Stored data entries
════
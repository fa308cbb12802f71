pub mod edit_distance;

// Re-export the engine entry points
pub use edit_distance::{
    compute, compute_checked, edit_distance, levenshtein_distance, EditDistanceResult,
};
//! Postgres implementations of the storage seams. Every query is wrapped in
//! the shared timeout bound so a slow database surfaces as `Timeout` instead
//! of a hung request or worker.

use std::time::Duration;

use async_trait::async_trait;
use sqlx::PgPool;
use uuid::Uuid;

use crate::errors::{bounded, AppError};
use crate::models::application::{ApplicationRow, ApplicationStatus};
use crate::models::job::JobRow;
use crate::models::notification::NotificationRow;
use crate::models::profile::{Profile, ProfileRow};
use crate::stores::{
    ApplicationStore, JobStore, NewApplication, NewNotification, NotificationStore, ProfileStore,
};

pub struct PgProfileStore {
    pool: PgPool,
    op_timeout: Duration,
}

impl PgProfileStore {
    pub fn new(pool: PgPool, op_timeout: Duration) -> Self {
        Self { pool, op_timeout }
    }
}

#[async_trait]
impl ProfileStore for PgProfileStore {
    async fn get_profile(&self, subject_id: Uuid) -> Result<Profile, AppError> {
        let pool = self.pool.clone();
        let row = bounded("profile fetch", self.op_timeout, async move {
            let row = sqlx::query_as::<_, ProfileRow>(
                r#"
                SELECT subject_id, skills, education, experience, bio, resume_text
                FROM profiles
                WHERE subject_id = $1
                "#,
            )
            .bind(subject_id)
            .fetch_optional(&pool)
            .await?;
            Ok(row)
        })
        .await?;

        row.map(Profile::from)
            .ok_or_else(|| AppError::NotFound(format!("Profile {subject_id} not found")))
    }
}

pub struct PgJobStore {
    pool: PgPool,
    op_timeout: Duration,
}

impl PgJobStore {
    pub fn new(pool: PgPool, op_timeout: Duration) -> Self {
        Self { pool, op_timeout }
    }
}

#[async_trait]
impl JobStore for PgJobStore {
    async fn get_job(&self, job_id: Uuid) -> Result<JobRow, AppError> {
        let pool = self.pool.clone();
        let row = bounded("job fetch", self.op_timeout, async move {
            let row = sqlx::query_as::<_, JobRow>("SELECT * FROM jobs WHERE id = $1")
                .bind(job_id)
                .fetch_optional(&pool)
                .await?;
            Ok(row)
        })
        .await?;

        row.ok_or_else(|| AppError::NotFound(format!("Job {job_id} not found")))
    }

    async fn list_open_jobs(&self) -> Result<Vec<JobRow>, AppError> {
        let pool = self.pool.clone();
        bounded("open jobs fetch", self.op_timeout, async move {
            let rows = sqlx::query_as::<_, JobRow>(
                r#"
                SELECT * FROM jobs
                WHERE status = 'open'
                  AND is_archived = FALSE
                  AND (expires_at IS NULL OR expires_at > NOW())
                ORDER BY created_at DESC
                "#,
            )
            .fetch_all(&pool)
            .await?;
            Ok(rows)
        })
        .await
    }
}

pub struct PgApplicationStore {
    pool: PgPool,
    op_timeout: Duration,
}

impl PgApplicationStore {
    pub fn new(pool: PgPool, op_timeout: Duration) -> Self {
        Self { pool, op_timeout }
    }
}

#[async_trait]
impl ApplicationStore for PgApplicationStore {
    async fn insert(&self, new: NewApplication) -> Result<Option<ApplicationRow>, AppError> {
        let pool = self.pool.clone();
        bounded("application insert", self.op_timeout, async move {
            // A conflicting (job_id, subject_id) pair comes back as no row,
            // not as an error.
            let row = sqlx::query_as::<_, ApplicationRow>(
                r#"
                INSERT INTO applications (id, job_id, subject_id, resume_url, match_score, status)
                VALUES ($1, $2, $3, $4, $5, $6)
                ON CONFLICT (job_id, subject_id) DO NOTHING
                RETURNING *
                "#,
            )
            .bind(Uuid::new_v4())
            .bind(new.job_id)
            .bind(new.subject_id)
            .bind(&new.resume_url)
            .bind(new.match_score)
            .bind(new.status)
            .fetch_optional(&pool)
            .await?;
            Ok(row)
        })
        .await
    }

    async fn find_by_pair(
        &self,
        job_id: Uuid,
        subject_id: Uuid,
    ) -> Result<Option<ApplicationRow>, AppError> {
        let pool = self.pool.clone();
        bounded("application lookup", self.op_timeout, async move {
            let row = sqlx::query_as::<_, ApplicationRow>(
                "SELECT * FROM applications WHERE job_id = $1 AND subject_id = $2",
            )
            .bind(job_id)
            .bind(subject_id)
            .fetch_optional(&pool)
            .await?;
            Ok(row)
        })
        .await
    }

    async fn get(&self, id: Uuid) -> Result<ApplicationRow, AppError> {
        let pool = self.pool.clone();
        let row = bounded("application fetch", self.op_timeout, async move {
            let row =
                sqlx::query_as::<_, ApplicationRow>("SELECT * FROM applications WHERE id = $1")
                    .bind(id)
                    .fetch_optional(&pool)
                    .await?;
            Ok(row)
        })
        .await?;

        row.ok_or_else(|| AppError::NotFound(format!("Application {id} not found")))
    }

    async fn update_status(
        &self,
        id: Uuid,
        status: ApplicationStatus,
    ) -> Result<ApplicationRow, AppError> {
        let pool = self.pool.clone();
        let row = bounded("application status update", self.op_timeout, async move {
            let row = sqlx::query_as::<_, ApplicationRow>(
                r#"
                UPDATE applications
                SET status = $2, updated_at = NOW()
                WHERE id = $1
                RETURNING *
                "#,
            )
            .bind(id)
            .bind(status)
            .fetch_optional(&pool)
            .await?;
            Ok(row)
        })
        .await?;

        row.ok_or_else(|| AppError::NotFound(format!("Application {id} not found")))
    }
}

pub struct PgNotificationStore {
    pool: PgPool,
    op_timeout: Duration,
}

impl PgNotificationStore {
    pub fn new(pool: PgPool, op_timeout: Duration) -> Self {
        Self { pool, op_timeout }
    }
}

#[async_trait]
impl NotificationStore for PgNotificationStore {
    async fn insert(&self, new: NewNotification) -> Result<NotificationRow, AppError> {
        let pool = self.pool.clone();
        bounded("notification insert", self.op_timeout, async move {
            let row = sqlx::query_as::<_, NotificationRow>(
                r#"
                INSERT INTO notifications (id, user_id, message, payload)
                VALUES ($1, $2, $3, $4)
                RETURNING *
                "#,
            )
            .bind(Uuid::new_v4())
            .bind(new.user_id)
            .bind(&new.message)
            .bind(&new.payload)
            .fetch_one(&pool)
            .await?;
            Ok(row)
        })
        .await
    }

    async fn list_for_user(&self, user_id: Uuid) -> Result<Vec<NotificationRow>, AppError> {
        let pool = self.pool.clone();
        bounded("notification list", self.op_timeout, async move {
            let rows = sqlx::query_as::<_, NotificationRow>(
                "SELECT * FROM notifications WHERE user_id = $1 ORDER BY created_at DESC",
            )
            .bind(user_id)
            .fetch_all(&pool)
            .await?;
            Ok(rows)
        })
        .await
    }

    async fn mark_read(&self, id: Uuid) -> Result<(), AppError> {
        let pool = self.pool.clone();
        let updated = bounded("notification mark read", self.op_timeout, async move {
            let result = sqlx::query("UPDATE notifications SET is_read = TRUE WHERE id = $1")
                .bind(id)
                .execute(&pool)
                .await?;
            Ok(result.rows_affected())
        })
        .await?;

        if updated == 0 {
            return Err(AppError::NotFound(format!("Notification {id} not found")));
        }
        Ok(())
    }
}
════
If a line in the records contains the string "message", copy it out.

### Exercise result
                INSERT INTO notifications (id, user_id, message, payload)
            .bind(&new.message)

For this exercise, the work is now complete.